What is needed: Output every record word for word.

Material for the task:
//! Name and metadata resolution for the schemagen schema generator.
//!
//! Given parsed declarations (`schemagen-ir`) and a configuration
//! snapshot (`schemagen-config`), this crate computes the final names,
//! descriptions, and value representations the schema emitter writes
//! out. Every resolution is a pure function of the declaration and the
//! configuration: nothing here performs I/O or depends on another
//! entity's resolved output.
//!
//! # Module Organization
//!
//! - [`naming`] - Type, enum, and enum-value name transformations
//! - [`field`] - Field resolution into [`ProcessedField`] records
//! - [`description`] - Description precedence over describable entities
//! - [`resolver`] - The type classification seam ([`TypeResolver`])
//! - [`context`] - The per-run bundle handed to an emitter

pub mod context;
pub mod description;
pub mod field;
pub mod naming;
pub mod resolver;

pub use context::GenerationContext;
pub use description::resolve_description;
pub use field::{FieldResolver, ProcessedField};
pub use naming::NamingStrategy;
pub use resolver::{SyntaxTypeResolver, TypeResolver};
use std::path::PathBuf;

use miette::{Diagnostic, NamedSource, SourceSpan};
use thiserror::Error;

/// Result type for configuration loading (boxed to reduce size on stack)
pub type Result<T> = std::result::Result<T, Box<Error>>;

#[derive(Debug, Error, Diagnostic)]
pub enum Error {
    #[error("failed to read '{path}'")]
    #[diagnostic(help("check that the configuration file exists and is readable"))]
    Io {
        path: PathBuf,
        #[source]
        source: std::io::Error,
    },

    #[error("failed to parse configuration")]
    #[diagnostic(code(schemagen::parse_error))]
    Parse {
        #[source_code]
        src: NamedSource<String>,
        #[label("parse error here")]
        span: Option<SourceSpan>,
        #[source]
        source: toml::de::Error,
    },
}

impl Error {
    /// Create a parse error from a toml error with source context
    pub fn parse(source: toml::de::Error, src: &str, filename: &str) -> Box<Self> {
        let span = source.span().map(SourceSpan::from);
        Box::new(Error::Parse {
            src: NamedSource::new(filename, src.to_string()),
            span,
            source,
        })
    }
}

Task answer:
//! Name and metadata resolution for the schemagen schema generator.
//!
//! Given parsed declarations (`schemagen-ir`) and a configuration
//! snapshot (`schemagen-config`), this crate computes the final names,
//! descriptions, and value representations the schema emitter writes
//! out. Every resolution is a pure function of the declaration and the
//! configuration: nothing here performs I/O or depends on another
//! entity's resolved output.
//!
//! # Module Organization
//!
//! - [`naming`] - Type, enum, and enum-value name transformations
//! - [`field`] - Field resolution into [`ProcessedField`] records
//! - [`description`] - Description precedence over describable entities
//! - [`resolver`] - The type classification seam ([`TypeResolver`])
//! - [`context`] - The per-run bundle handed to an emitter

pub mod context;
pub mod description;
pub mod field;
pub mod naming;
pub mod resolver;

pub use context::GenerationContext;
pub use description::resolve_description;
pub use field::{FieldResolver, ProcessedField};
pub use naming::NamingStrategy;
pub use resolver::{SyntaxTypeResolver, TypeResolver};
use std::path::PathBuf;

use miette::{Diagnostic, NamedSource, SourceSpan};
use thiserror::Error;

/// Result type for configuration loading (boxed to reduce size on stack)
pub type Result<T> = std::result::Result<T, Box<Error>>;

#[derive(Debug, Error, Diagnostic)]
pub enum Error {
    #[error("failed to read '{path}'")]
    #[diagnostic(help("check that the configuration file exists and is readable"))]
    Io {
        path: PathBuf,
        #[source]
        source: std::io::Error,
    },

    #[error("failed to parse configuration")]
    #[diagnostic(code(schemagen::parse_error))]
    Parse {
        #[source_code]
        src: NamedSource<String>,
        #[label("parse error here")]
        span: Option<SourceSpan>,
        #[source]
        source: toml::de::Error,
    },
}

impl Error {
    /// Create a parse error from a toml error with source context
    pub fn parse(source: toml::de::Error, src: &str, filename: &str) -> Box<Self> {
        let span = source.span().map(SourceSpan::from);
        Box::new(Error::Parse {
            src: NamedSource::new(filename, src.to_string()),
            span,
            source,
        })
    }
}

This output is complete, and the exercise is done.